さらに、このところようやく、賃金が着実に上がり始めており、消費者は懐具合の改善を体感しています。下のグラフは平均時給のチャートです。今年2019年は黄色で示しています。
図:平均時給(前月比)
企業業績の推移は?
一方、企業業績に目を転じると、税制改革の影響などで、2018年は業績がすごく伸びた一方、2019年は業績が伸び悩んでいます。
図: S&P500種構成企業の利益(ボトムアップ方式)
しかし、アナリストたちは現在の業績の足踏みは一過性のものであり、再び利益は伸び始めると考えています。
ちなみに向こう12カ月のS&P500指数採用銘柄の1株当たり利益に基づいたPER(株価収益率)はちょうど17倍となっています。過去5年間の平均が16.6倍なので、やや割高と言えますが、我慢できる範囲内だと思います。
長期金利は低下基調
米国10年債利回りはずっと低下基調です。現在は1.7%前後です。
図:米国10年債利回り
一般に、市中金利と株式バリュエーションは競争関係にあると考えられています。つまり金利が上昇しているとき、株式は売られやすいのです。
2018年10月に10年債利回りが3.2%まで上昇したとき、株式市場は大きく崩れました。
当時の水準に比べると現在の金利水準はずっと低いため、株式にとっては良い金利環境と言えると思います。
また現在の17倍というPERは長期金利1.7%という水準に照らして考えたとき、適正であると言えるでしょう。
1995~1998年型の軟着陸はできるのか?
FRB(米連邦準備制度理事会)のジェローム・パウエル議長は、現在の米国の利下げ局面を説明するとき、1995年から1998年頃の金利政策を引き合いに出すことを好みます。
当時はアラン・グリーンスパン議長の下、「予防的に」小刻みな利下げが3回だけ行われました。そして経済は見事に軟着陸したのです。

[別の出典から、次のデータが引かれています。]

//! Byte-order aware reading and the streaming codec readers.

use std::io::{self, BufRead, BufReader, Read, Seek, Take};

use crate::tags::ByteOrder;

macro_rules! read_fn {
    ($name:ident, $type:ty) => {
        /// reads an $type
        #[inline(always)]
        fn $name(&mut self) -> Result<$type, io::Error> {
            let mut n = [0u8; std::mem::size_of::<$type>()];
            self.read_exact(&mut n)?;
            Ok(match self.byte_order() {
                ByteOrder::LittleEndian => <$type>::from_le_bytes(n),
                ByteOrder::BigEndian => <$type>::from_be_bytes(n),
            })
        }
    };
}

/// Reader that is aware of the byte order.
pub trait EndianReader: Read {
    /// Byte order that should be adhered to
    fn byte_order(&self) -> ByteOrder;

    read_fn!(read_u16, u16);
    read_fn!(read_i8, i8);
    read_fn!(read_i16, i16);
    read_fn!(read_u32, u32);
    read_fn!(read_i32, i32);
    read_fn!(read_u64, u64);
    read_fn!(read_i64, i64);
    read_fn!(read_f32, f32);
    read_fn!(read_f64, f64);
}

///
/// # READERS
///

///
/// ## Deflate Reader
///

#[cfg(feature = "deflate")]
pub type DeflateReader<R> = flate2::read::ZlibDecoder<R>;

///
/// ## Zstd Reader
///
/// The native binding is used when available; the pure-Rust decoder fills in
/// when only `zstd-safe-rust` is enabled.

#[cfg(feature = "zstd")]
pub type ZstdReader<'a, R> = zstd::stream::read::Decoder<'a, BufReader<R>>;

#[cfg(all(feature = "zstd-safe-rust", not(feature = "zstd")))]
pub struct ZstdReader<'a, R: Read> {
    decoder: ruzstd::decoding::StreamingDecoder<Take<R>, ruzstd::decoding::FrameDecoder>,
    marker: std::marker::PhantomData<&'a ()>,
}

#[cfg(all(feature = "zstd-safe-rust", not(feature = "zstd")))]
impl<R: Read> ZstdReader<'_, R> {
    pub fn new(reader: R, compressed_length: u64) -> io::Result<Self> {
        let decoder = ruzstd::decoding::StreamingDecoder::new(reader.take(compressed_length))
            .map_err(|err| io::Error::new(io::ErrorKind::InvalidData, err.to_string()))?;
        Ok(Self {
            decoder,
            marker: std::marker::PhantomData,
        })
    }
}

#[cfg(all(feature = "zstd-safe-rust", not(feature = "zstd")))]
impl<R: Read> Read for ZstdReader<'_, R> {
    fn read(&mut self, buf: &mut [u8]) -> io::Result<usize> {
        self.decoder.read(buf)
    }
}

///
/// ## LZW Reader
///

/// Reader that decompresses LZW streams
#[cfg(feature = "lzw")]
pub struct LZWReader<R: Read> {
    reader: BufReader<Take<R>>,
    decoder: weezl::decode::Decoder,
}

#[cfg(feature = "lzw")]
impl<R: Read> LZWReader<R> {
    /// Wraps a reader
    pub fn new(reader: R, compressed_length: usize) -> LZWReader<R> {
        Self {
            reader: BufReader::with_capacity(
                (32 * 1024).min(compressed_length),
                reader.take(compressed_length as u64),
            ),
            decoder: weezl::decode::Decoder::with_tiff_size_switch(weezl::BitOrder::Msb, 8),
        }
    }
}

#[cfg(feature = "lzw")]
impl<R: Read> Read for LZWReader<R> {
    fn read(&mut self, buf: &mut [u8]) -> io::Result<usize> {
        loop {
            let result = self.decoder.decode_bytes(self.reader.fill_buf()?, buf);
            self.reader.consume(result.consumed_in);

            match result.status {
                Ok(weezl::LzwStatus::Ok) => {
                    if result.consumed_out == 0 {
                        continue;
                    } else {
                        return Ok(result.consumed_out);
                    }
                }
                Ok(weezl::LzwStatus::NoProgress) => {
                    return Err(io::Error::new(
                        io::ErrorKind::UnexpectedEof,
                        "no lzw end code found",
                    ));
                }
                Ok(weezl::LzwStatus::Done) => {
                    return Ok(result.consumed_out);
                }
                Err(err) => return Err(io::Error::new(io::ErrorKind::InvalidData, err)),
            }
        }
    }
}

///
/// ## PackBits Reader
///

enum PackBitsReaderState {
    Header,
    Literal,
    Repeat { value: u8 },
}

/// Reader that unpacks Apple's `PackBits` format
pub struct PackBitsReader<R: Read> {
    reader: Take<R>,
    state: PackBitsReaderState,
    count: usize,
}

impl<R: Read> PackBitsReader<R> {
    /// Wraps a reader
    pub fn new(reader: R, length: u64) -> Self {
        Self {
            reader: reader.take(length),
            state: PackBitsReaderState::Header,
            count: 0,
        }
    }
}

impl<R: Read> Read for PackBitsReader<R> {
    fn read(&mut self, buf: &mut [u8]) -> io::Result<usize> {
        while let PackBitsReaderState::Header = self.state {
            if self.reader.limit() == 0 {
                return Ok(0);
            }
            let mut header: [u8; 1] = [0];
            self.reader.read_exact(&mut header)?;
            let h = header[0] as i8;
            if (-127..=-1).contains(&h) {
                let mut data: [u8; 1] = [0];
                self.reader.read_exact(&mut data)?;
                self.state = PackBitsReaderState::Repeat { value: data[0] };
                self.count = (1 - h as isize) as usize;
            } else if h >= 0 {
                self.state = PackBitsReaderState::Literal;
                self.count = h as usize + 1;
            } else {
                // h = -128 is a no-op.
            }
        }

        let length = buf.len().min(self.count);
        let actual = match self.state {
            PackBitsReaderState::Literal => self.reader.read(&mut buf[..length])?,
            PackBitsReaderState::Repeat { value } => {
                for b in &mut buf[..length] {
                    *b = value;
                }

                length
            }
            PackBitsReaderState::Header => unreachable!(),
        };

        self.count -= actual;
        if self.count == 0 {
            self.state = PackBitsReaderState::Header;
        }
        Ok(actual)
    }
}

///
/// ## SmartReader Reader
///

/// Reader that is aware of the byte order.
#[derive(Debug)]
pub struct SmartReader<R> {
    reader: R,
    pub byte_order: ByteOrder,
}

impl<R> SmartReader<R> {
    /// Wraps a reader
    pub fn wrap(reader: R, byte_order: ByteOrder) -> SmartReader<R> {
        SmartReader { reader, byte_order }
    }

    pub fn into_inner(self) -> R {
        self.reader
    }
}

impl<R: Read + Seek> SmartReader<R> {
    pub fn goto_offset(&mut self, offset: u64) -> io::Result<()> {
        self.seek(io::SeekFrom::Start(offset)).map(|_| ())
    }
}

impl<R: Read> EndianReader for SmartReader<R> {
    #[inline(always)]
    fn byte_order(&self) -> ByteOrder {
        self.byte_order
    }
}

impl<R: Read> Read for SmartReader<R> {
    #[inline]
    fn read(&mut self, buf: &mut [u8]) -> io::Result<usize> {
        self.reader.read(buf)
    }
}

impl<R: Read + Seek> Seek for SmartReader<R> {
    #[inline]
    fn seek(&mut self, pos: io::SeekFrom) -> io::Result<u64> {
        self.reader.seek(pos)
    }
}

#[cfg(test)]
mod test {
    use super::*;

    #[test]
    fn test_packbits() {
        let encoded = vec![
            0xFE, 0xAA, 0x02, 0x80, 0x00, 0x2A, 0xFD, 0xAA, 0x03, 0x80, 0x00, 0x2A, 0x22, 0xF7,
            0xAA,
        ];
        let encoded_len = encoded.len();

        let buff = io::Cursor::new(encoded);
        let mut decoder = PackBitsReader::new(buff, encoded_len as u64);

        let mut decoded = Vec::new();
        decoder.read_to_end(&mut decoded).unwrap();

        let expected = vec![
            0xAA, 0xAA, 0xAA, 0x80, 0x00, 0x2A, 0xAA, 0xAA, 0xAA, 0xAA, 0x80, 0x00, 0x2A, 0x22,
            0xAA, 0xAA, 0xAA, 0xAA, 0xAA, 0xAA, 0xAA, 0xAA, 0xAA, 0xAA,
        ];
        assert_eq!(decoded, expected);
    }

    #[test]
    #[cfg(feature = "lzw")]
    fn test_lzw_roundtrip() {
        let data: Vec<u8> = (0..=255u8).cycle().take(4000).collect();
        let compressed = weezl::encode::Encoder::with_tiff_size_switch(weezl::BitOrder::Msb, 8)
            .encode(&data)
            .unwrap();

        let mut reader = LZWReader::new(io::Cursor::new(&compressed), compressed.len());
        let mut decoded = Vec::new();
        reader.read_to_end(&mut decoded).unwrap();
        assert_eq!(decoded, data);
    }

    #[test]
    fn test_smart_reader_orders() {
        let bytes = [0x01u8, 0x02, 0x03, 0x04];
        let mut le = SmartReader::wrap(io::Cursor::new(bytes), ByteOrder::LittleEndian);
        assert_eq!(le.read_u16().unwrap(), 0x0201);
        let mut be = SmartReader::wrap(io::Cursor::new(bytes), ByteOrder::BigEndian);
        assert_eq!(be.read_u32().unwrap(), 0x01020304);
    }
}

ひるがえって、今回はこれまでに0.25%刻みで2回の利下げが実施されました。パウエル議長は「これは予防的な利下げだ」ということを強調しています。そして、ある時点で利下げをやめ、様子を見たい考えです。つまり当時のシナリオを再現することがパウエル議長の理想なのです。
まとめ
10月から米中貿易交渉が本格化します。これまでと違い、今回こそは双方から歩み寄りがみられる可能性があります。米国経済は消費に支えられて堅調です。株式市場のバリュエーションは適切です。1995~1998年型の軟着陸のシナリオもありうると思います。
本コンテンツは情報の提供を目的としており、投資その他の行動を勧誘する目的で、作成したものではありません。銘柄の選択、売買価格等の投資の最終決定は、お客様ご自身でご判断いただきますようお願いいたします。本コンテンツの情報は、弊社が信頼できると判断した情報源から入手したものですが、その情報源の確実性を保証したものではありません。本コンテンツの記載内容に関するご質問・ご照会等には一切お答え致しかねますので予めご了承お願い致します。また、本コンテンツの記載内容は、予告なしに変更することがあります。